At this point there had better be a reason why Strike has no money; we had better find out later in the book that he’s donating it all to charity or secretly supporting an illegitimate child or struggling with a gambling addiction or has massive debts from somewhere, because this is just bloody stupid. Being a PI is a very skilled job and it pays very well accordingly. There is zero reason why Strike would have no money now that his business is established and doing well. Rowling just likes the angst factor of poor characters, while seeming to have utterly forgotten how poverty actually works.
Instead of acknowledging that this was a stupid thing to think, Strike decides that the reason Robin never reproached him for it was that she is a saintly woman unlike all other women and has chosen not to criticise him as all other women do. Think I’m kidding?
“She was unusual in her lack of criticism, or critical silence; the only female in Strike’s life who seemed to have no desire to improve or correct him. Women, in his experience, often expected you to understand that it was a measure of how much they loved you that they tried their damnedest to change you.”
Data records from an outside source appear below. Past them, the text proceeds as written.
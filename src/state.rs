use std::sync::Arc;

use crate::application::import_service::ImportService;

#[derive(Clone)]
pub struct AppState {
    pub import_service: Arc<ImportService>,
    pub max_upload_bytes: usize,
}

impl AppState {
    pub fn new(import_service: Arc<ImportService>, max_upload_bytes: usize) -> Self {
        Self {
            import_service,
            max_upload_bytes,
        }
    }
}
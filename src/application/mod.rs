pub mod dto;
pub mod import_service;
Note that use of ‘female’ there over ‘woman’, or even ‘human’ or ‘person’. In any case, the women in Strike’s life that we know of at this point consist of his Cornish aunt who chatted with him on the phone without realising that even though he called her he didn’t actually want to talk to her, his half-sister who’s invited him to dinner, and Saint Robin herself. And while we were told a lot of negative things about his ex-fiancée in the previous book, her constant desire to change Strike was never mentioned. So there is absolutely nothing to support this bitter misogyny that Strike has pulled out of his arse.
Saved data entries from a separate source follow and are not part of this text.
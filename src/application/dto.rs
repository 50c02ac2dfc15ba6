use serde::Serialize;

use crate::domain::{CreatedEmployee, RowError, UploadReport, ValidationSummary};

#[derive(Debug, Serialize)]
pub struct HealthResponse {
    pub status: &'static str,
}

#[derive(Debug, Serialize)]
pub struct BulkValidateResponse {
    pub valid: bool,
    pub total_rows: u32,
    pub valid_rows: u32,
    pub errors: Vec<RowError>,
    pub available_departments: Vec<String>,
}

impl From<ValidationSummary> for BulkValidateResponse {
    fn from(value: ValidationSummary) -> Self {
        let valid = value.is_valid();
        Self {
            valid,
            total_rows: value.total_rows,
            valid_rows: value.eligible_rows,
            errors: value.errors,
            available_departments: value.available_departments,
        }
    }
}

#[derive(Debug, Serialize)]
pub struct BulkImportResponse {
    pub success: bool,
    pub total_rows: u32,
    pub success_count: u32,
    pub failed_count: u32,
    pub errors: Vec<RowError>,
    pub created_employees: Vec<CreatedEmployee>,
}

impl From<UploadReport> for BulkImportResponse {
    fn from(value: UploadReport) -> Self {
        let success = value.succeeded();
        let success_count = value.success_count();
        let failed_count = value.failed_count();
        Self {
            success,
            total_rows: value.total_rows,
            success_count,
            failed_count,
            errors: value.errors,
            created_employees: value.created,
        }
    }
}

#[derive(Debug, Serialize)]
pub struct NextCodeResponse {
    pub next_code: String,
}
//! The bulk ingestion pipeline, stage by stage: parse → validate →
//! batch-check → ingest → report. The dry-run path runs the same stages and
//! stops before ingestion.

pub mod batch;
pub mod ingest;
pub mod parser;
pub mod report;
pub mod template;
pub mod validator;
I’d also like to point out that despite my original impression, Robin is literally merely Strike’s employee, not his partner or future partner or whatever (I’d hesitate to even call them friends, honestly). I’ve never yet worked anywhere where I could criticise my boss without fear of the consequences, particularly not over business decisions.
This is a long rant for half a page of narrative, but Strike is pissing me off. Especially since he then starts thinking about how Robin’s going to get married in seven weeks and focuses on the fact that he doesn’t know her fiancé’s surname, though why this matters isn’t stated. And he immediately thinks that maybe it would be a good idea to call the soon-to-be-divorced client Robin was being so catty about last chapter, because she made it clear that she’d love to sleep with him, and this is clearly an appropriate response to learning that his receptionist is going to get married.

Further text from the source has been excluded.